# When did the Ashkenazi pronunciation of soft ת as "s" and אוֹ and אֵ as diphthongs originate?



## Squee100

Just out of curiosity; title says it all.


----------



## berndf

ת = /s/ is what you expect how a German speaker to pronounce a _th_. The origin of those two diphthongs is not really known. Slavic influence is likely as the phenomenon is absent in Western Yiddish. The the discussion of your other question.


----------



## Squee100

berndf said:


> ת = /s/ is what you expect how a German speaker to pronounce a _th_. The origin of those two diphthongs is not really known. Slavic influence is likely as the phenomenon is absent in Western Yiddish. The the discussion of your other question.


I asked _when_, not how/why.


----------



## Drink

I suspect that ת merged with the OHG/MHG "z" (I'm not sure exactly how it was pronounced, but it also derives from /t/, so it might make sense; but I could be wrong). If that's the case then whenever that sound merged with the voiceless "s" is the time you're looking for.
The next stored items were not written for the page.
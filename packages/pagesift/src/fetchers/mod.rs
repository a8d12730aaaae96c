//! Fetch capability implementations.
//!
//! - [`HttpFetcher`] - static pages, plain HTTP GET
//! - [`RenderFetcher`] - JavaScript-heavy pages via a hosted rendering API

pub mod http;
pub mod rendered;

pub use http::HttpFetcher;
pub use rendered::RenderFetcher;
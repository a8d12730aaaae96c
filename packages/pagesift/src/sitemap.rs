//! Sitemap URL discovery.
//!
//! One-shot helper for building a URL list from a site's sitemap. Probes
//! the conventional locations and parses `<urlset>` entries. This is not a
//! crawler: no link following, and sitemap-index documents yield nothing.

use quick_xml::events::Event;
use tracing::{debug, info, warn};

use crate::error::{FetchError, FetchResult};

/// Conventional sitemap paths, tried in order.
const SITEMAP_PATHS: &[&str] = &["/sitemap.xml", "/sitemap_index.xml", "/sitemap-index.xml"];

/// Fetch URLs from a site's sitemap.
///
/// Tries each conventional location until one yields URLs; a candidate that
/// fails to fetch or parse falls through to the next. Returns an empty list
/// when no sitemap is found.
pub async fn discover_urls(base_url: &str, limit: Option<usize>) -> FetchResult<Vec<String>> {
    let base = url::Url::parse(base_url).map_err(|_| FetchError::InvalidUrl {
        url: base_url.to_string(),
    })?;

    let client = reqwest::Client::new();

    for path in SITEMAP_PATHS {
        let candidate = match base.join(path) {
            Ok(url) => url,
            Err(_) => continue,
        };

        debug!(url = %candidate, "trying sitemap location");

        let response = match client.get(candidate.clone()).send().await {
            Ok(response) => response,
            Err(e) => {
                debug!(url = %candidate, error = %e, "sitemap fetch failed");
                continue;
            }
        };

        if !response.status().is_success() {
            continue;
        }

        let xml = match response.text().await {
            Ok(xml) => xml,
            Err(e) => {
                debug!(url = %candidate, error = %e, "sitemap body unreadable");
                continue;
            }
        };

        match parse_urlset(&xml, limit) {
            Ok(urls) if !urls.is_empty() => {
                info!(url = %candidate, count = urls.len(), "sitemap URLs discovered");
                return Ok(urls);
            }
            Ok(_) => continue,
            Err(e) => {
                warn!(url = %candidate, error = %e, "sitemap parse failed");
                continue;
            }
        }
    }

    Ok(Vec::new())
}

/// Parse all `<url><loc>` entries from a urlset document.
///
/// Sitemap-index documents (which point at other sitemaps rather than
/// pages) return an empty list.
pub fn parse_urlset(xml: &str, limit: Option<usize>) -> Result<Vec<String>, quick_xml::Error> {
    let mut reader = quick_xml::Reader::from_str(xml);
    let mut urls = Vec::new();
    let mut in_url = false;
    let mut in_loc = false;
    let mut buf = Vec::new();

    loop {
        match reader.read_event_into(&mut buf) {
            Ok(Event::Start(e)) => match e.local_name().as_ref() {
                b"sitemapindex" => return Ok(Vec::new()),
                b"url" => in_url = true,
                b"loc" if in_url => in_loc = true,
                _ => {}
            },
            Ok(Event::Text(e)) if in_loc => {
                urls.push(e.unescape()?.trim().to_string());
                if let Some(limit) = limit {
                    if urls.len() >= limit {
                        return Ok(urls);
                    }
                }
            }
            Ok(Event::End(e)) => match e.local_name().as_ref() {
                b"loc" => in_loc = false,
                b"url" => in_url = false,
                _ => {}
            },
            Ok(Event::Eof) => break,
            Err(e) => return Err(e),
            _ => {}
        }
        buf.clear();
    }

    Ok(urls)
}

#[cfg(test)]
mod tests {
    use super::*;

    const URLSET: &str = r#"<?xml version="1.0" encoding="UTF-8"?>
<urlset xmlns="http://www.sitemaps.org/schemas/sitemap/0.9">
  <url><loc>https://example.com/a</loc><lastmod>2024-01-01</lastmod></url>
  <url><loc>https://example.com/b</loc></url>
  <url><loc> https://example.com/c </loc></url>
</urlset>"#;

    #[test]
    fn parses_namespaced_urlset() {
        let urls = parse_urlset(URLSET, None).unwrap();
        assert_eq!(
            urls,
            vec![
                "https://example.com/a",
                "https://example.com/b",
                "https://example.com/c",
            ]
        );
    }

    #[test]
    fn respects_limit() {
        let urls = parse_urlset(URLSET, Some(2)).unwrap();
        assert_eq!(urls.len(), 2);
    }

    #[test]
    fn parses_plain_urlset() {
        let xml = "<urlset><url><loc>https://example.com/x</loc></url></urlset>";
        assert_eq!(
            parse_urlset(xml, None).unwrap(),
            vec!["https://example.com/x"]
        );
    }

    #[test]
    fn sitemap_index_yields_nothing() {
        let xml = r#"<sitemapindex xmlns="http://www.sitemaps.org/schemas/sitemap/0.9">
  <sitemap><loc>https://example.com/sitemap-1.xml</loc></sitemap>
</sitemapindex>"#;
        assert!(parse_urlset(xml, None).unwrap().is_empty());
    }

    #[test]
    fn malformed_xml_is_an_error() {
        assert!(parse_urlset("<urlset><url></loc>", None).is_err());
    }

    #[test]
    fn ignores_loc_outside_url() {
        let xml = "<urlset><loc>https://stray.example</loc></urlset>";
        assert!(parse_urlset(xml, None).unwrap().is_empty());
    }
}
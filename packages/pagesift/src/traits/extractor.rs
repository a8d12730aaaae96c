//! Extraction capability trait.
//!
//! Wraps whichever LLM provider performs the schema-guided extraction. The
//! capability returns the provider's *raw response text*; tolerant parsing,
//! repair, and schema containment are pipeline responsibilities, so every
//! provider gets the same treatment of near-valid JSON.

use async_trait::async_trait;
use std::time::Duration;

use crate::error::ExtractResult;
use crate::normalize::NormalizedDocument;
use crate::types::Schema;

/// Extraction capability consumed by the pipeline.
#[async_trait]
pub trait Extractor: Send + Sync {
    /// Extract schema fields from a normalized document.
    ///
    /// Returns the provider's raw response text on success. A provider that
    /// cannot serve the request (quota, auth, model error) returns
    /// `ExtractError::Provider` carrying its message verbatim.
    async fn extract(
        &self,
        document: &NormalizedDocument,
        schema: &Schema,
        timeout: Duration,
    ) -> ExtractResult<String>;

    /// Extractor name, for logging.
    fn name(&self) -> &str {
        "unknown"
    }
}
As for those two vowels I have no idea when, but it was probably much later. I strongly disagree with berndf that it could have been due to Slavic influence, since nothing of the sort is found in Slavic. However, diphthongization of long monophthongs is fairly common. Similar changes are found in many other languages. The shift from [oː] to [ɔj], probably went through intermediate stages as follows: [oː] > [øː] > [øy] > [ɔj]. Or perhaps [oː] > [ou] > [oy] > [ɔj], or something like that.


----------



## Squee100

Can anyone provide/point me to very old (16th century or earlier) examples of Ashkenazi pronunciation (well, transliteration)?


----------



## Drink

That won't tell you anything. 16th century descriptions will likely be of Western Ashkenazi which did not go through those vowel changes. While the ת = /s/ is certain to have already happened much much earlier.


----------



## Squee100

I said 16th century _or earlier_; how far back does ת = /s/ go, and can someone provide/point me to a manuscript of the time? I posted this thread just because I was curious about that.


----------



## Drink

Squee100 said:


> I said 16th century _or earlier_; how far back does ת = /s/ go, and can someone provide/point me to a manuscript of the time? I posted this thread just because I was curious about that.



Linguistics was not very popular in Medieval Europe. The only kinds of evidence there could be are from spellings of loanwords from Ashkenazi Hebrew into non-Jewish languages.


----------



## berndf

Squee100 said:


> I asked _when_, not how/why.


Oh, sorry.


Drink said:


> I suspect that ת merged with the OHG/MHG "z"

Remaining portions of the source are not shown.